• [TASK TO COMPLETE]:
The required output is every line from the beginning of the entries below through the line that includes "use crate::cursor::PrefetchWindow;", copied exactly.

(Stored data entries)
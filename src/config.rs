//! Connection and cursor configuration
//!
//! Addresses are parsed from `host`, `host:port` or `[v6addr]:port`.

use std::fmt;
use std::net::Ipv6Addr;
use std::str::FromStr;
use std::time::Duration;

use crate::constants::{DEFAULT_MAX_FRAME_LEN, DEFAULT_PORT};
use crate::cursor::PrefetchWindow;
use crate::error::{Error, Result};

/// Default connection timeout
pub const DEFAULT_CONNECT_TIMEOUT: Duration = Duration::from_secs(20);

/// Per-cursor options
#[derive(Debug, Clone, Copy, PartialEq, Eq)]
pub struct CursorOptions {
    /// How far ahead of the consumer the cursor may fetch
    pub prefetch: PrefetchWindow,
    /// How long `next()` may wait for an in-flight response (None = forever)
    pub fetch_timeout: Option<Duration>,
}

impl Default for CursorOptions {
    fn default() -> Self {
        Self {
            prefetch: PrefetchWindow::default(),
            fetch_timeout: None,
        }
    }
}

impl CursorOptions {
    /// Create default cursor options
    pub fn new() -> Self {
        Self::default()
    }

    /// Set the prefetch window
    pub fn prefetch(mut self, window: PrefetchWindow) -> Self {
        self.prefetch = window;
        self
    }

    /// Set the fetch timeout
    pub fn fetch_timeout(mut self, timeout: Duration) -> Self {
        self.fetch_timeout = Some(timeout);
        self
    }

    /// Check the options for values that can never work
    pub fn validate(&self) -> Result<()> {
        if self.prefetch.is_empty() {
            return Err(Error::InvalidConfig(
                "prefetch window must be at least 1".to_string(),
            ));
        }
        if self.fetch_timeout == Some(Duration::ZERO) {
            return Err(Error::InvalidConfig(
                "fetch timeout must be non-zero".to_string(),
            ));
        }
        Ok(())
    }
}

/// Connection configuration.
///
/// # Examples
///
/// ```rust
/// use reql_cursor::{Config, PrefetchWindow};
/// use std::time::Duration;
///
/// let config: Config = "db.internal:28015".parse().unwrap();
/// let config = config
///     .connect_timeout(Duration::from_secs(5))
///     .prefetch(PrefetchWindow::Rows(500));
/// assert_eq!(config.socket_addr(), "db.internal:28015");
/// ```
#[derive(Debug, Clone)]
pub struct Config {
    /// Host to connect to
    pub host: String,
    /// Port to connect to
    pub port: u16,
    /// Connection timeout
    pub connect_timeout: Duration,
    /// Largest frame body accepted from the server
    pub max_frame_len: usize,
    /// Defaults for cursors opened on this connection
    pub cursor: CursorOptions,
}

impl Config {
    /// Create a new configuration
    pub fn new(host: impl Into<String>, port: u16) -> Self {
        Self {
            host: host.into(),
            port,
            connect_timeout: DEFAULT_CONNECT_TIMEOUT,
            max_frame_len: DEFAULT_MAX_FRAME_LEN,
            cursor: CursorOptions::default(),
        }
    }

    /// Set the connection timeout
    pub fn connect_timeout(mut self, timeout: Duration) -> Self {
        self.connect_timeout = timeout;
        self
    }

    /// Set the maximum accepted frame body length
    pub fn max_frame_len(mut self, len: usize) -> Self {
        self.max_frame_len = len;
        self
    }

    /// Set the default prefetch window
    pub fn prefetch(mut self, window: PrefetchWindow) -> Self {
        self.cursor.prefetch = window;
        self
    }

    /// Set the default fetch timeout
    pub fn fetch_timeout(mut self, timeout: Duration) -> Self {
        self.cursor.fetch_timeout = Some(timeout);
        self
    }

    /// Get the socket address string (host:port)
    pub fn socket_addr(&self) -> String {
        if self.host.contains(':') {
            format!("[{}]:{}", self.host, self.port)
        } else {
            format!("{}:{}", self.host, self.port)
        }
    }

    /// Validate the configuration
    pub fn validate(&self) -> Result<()> {
        if self.host.is_empty() {
            return Err(Error::InvalidConfig("host is empty".to_string()));
        }
        if self.max_frame_len == 0 {
            return Err(Error::InvalidConfig(
                "max frame length must be non-zero".to_string(),
            ));
        }
        self.cursor.validate()
    }
}

impl Default for Config {
    fn default() -> Self {
        Self::new("localhost", DEFAULT_PORT)
    }
}

impl FromStr for Config {
    type Err = Error;

    fn from_str(s: &str) -> Result<Self> {
        let s = s.trim();
        if s.is_empty() {
            return Err(Error::InvalidConfig("empty address".to_string()));
        }

        let (host, port) = if let Some(rest) = s.strip_prefix('[') {
            let (host, tail) = rest
                .split_once(']')
                .ok_or_else(|| Error::InvalidConfig(format!("unterminated '[' in {}", s)))?;
            match tail {
                "" => (host, None),
                _ => match tail.strip_prefix(':') {
                    Some(port) => (host, Some(port)),
                    None => {
                        return Err(Error::InvalidConfig(format!("unexpected '{}'", tail)))
                    }
                },
            }
        } else if s.parse::<Ipv6Addr>().is_ok() {
            // Bare IPv6 address; a port needs the bracketed form
            (s, None)
        } else {
            match s.rsplit_once(':') {
                Some((host, _)) if host.contains(':') => {
                    return Err(Error::InvalidConfig(format!(
                        "IPv6 address with a port must be bracketed: {}",
                        s
                    )))
                }
                Some((host, port)) => (host, Some(port)),
                None => (s, None),
            }
        };

        let port = match port {
            Some(port) => port
                .parse()
                .map_err(|_| Error::InvalidConfig(format!("invalid port: {}", port)))?,
            None => DEFAULT_PORT,
        };

        let config = Config::new(host, port);
        config.validate()?;
        Ok(config)
    }
}

impl fmt::Display for Config {
    fn fmt(&self, f: &mut fmt::Formatter<'_>) -> fmt::Result {
        f.write_str(&self.socket_addr())
    }
}

#[cfg(test)]
mod tests {
    use super::*;

    #[test]
    fn test_parse_host_port() {
        let config: Config = "localhost:28016".parse().unwrap();
        assert_eq!(config.host, "localhost");
        assert_eq!(config.port, 28016);
    }

    #[test]
    fn test_parse_default_port() {
        let config: Config = "db.example.com".parse().unwrap();
        assert_eq!(config.port, DEFAULT_PORT);
        assert_eq!(config.to_string(), "db.example.com:28015");
    }

    #[test]
    fn test_parse_ipv6() {
        let config: Config = "[::1]:29015".parse().unwrap();
        assert_eq!(config.host, "::1");
        assert_eq!(config.port, 29015);
        assert_eq!(config.socket_addr(), "[::1]:29015");

        let config: Config = "::1".parse().unwrap();
        assert_eq!(config.host, "::1");
        assert_eq!(config.port, DEFAULT_PORT);
        assert_eq!(config.socket_addr(), "[::1]:28015");

        let config: Config = "fe80::2:1".parse().unwrap();
        assert_eq!(config.host, "fe80::2:1");
        assert_eq!(config.port, DEFAULT_PORT);
    }

    #[test]
    fn test_parse_errors() {
        assert!("".parse::<Config>().is_err());
        assert!("host:notaport".parse::<Config>().is_err());
        assert!(":28015".parse::<Config>().is_err());
        assert!("[::1".parse::<Config>().is_err());
        assert!("::1:notaport".parse::<Config>().is_err());
        assert!("db::28015".parse::<Config>().is_err());
    }

    #[test]
    fn test_cursor_options_validation() {
        assert!(CursorOptions::default().validate().is_ok());
        assert!(CursorOptions::new()
            .prefetch(PrefetchWindow::Rows(0))
            .validate()
            .is_err());
        assert!(CursorOptions::new()
            .fetch_timeout(Duration::ZERO)
            .validate()
            .is_err());
    }

    #[test]
    fn test_builder() {
        let config = Config::default()
            .connect_timeout(Duration::from_secs(3))
            .max_frame_len(1024)
            .prefetch(PrefetchWindow::Batches(4))
            .fetch_timeout(Duration::from_millis(250));
        assert_eq!(config.connect_timeout, Duration::from_secs(3));
        assert_eq!(config.max_frame_len, 1024);
        assert_eq!(config.cursor.prefetch, PrefetchWindow::Batches(4));
        assert_eq!(config.cursor.fetch_timeout, Some(Duration::from_millis(250)));
    }
}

• [SOLUTION TO THIS PROBLEM]:
filename src/config.rs
//! Connection and cursor configuration
//!
//! Addresses are parsed from `host`, `host:port` or `[v6addr]:port`.

use std::fmt;
use std::net::Ipv6Addr;
use std::str::FromStr;
use std::time::Duration;

use crate::constants::{DEFAULT_MAX_FRAME_LEN, DEFAULT_PORT};
use crate::cursor::PrefetchWindow;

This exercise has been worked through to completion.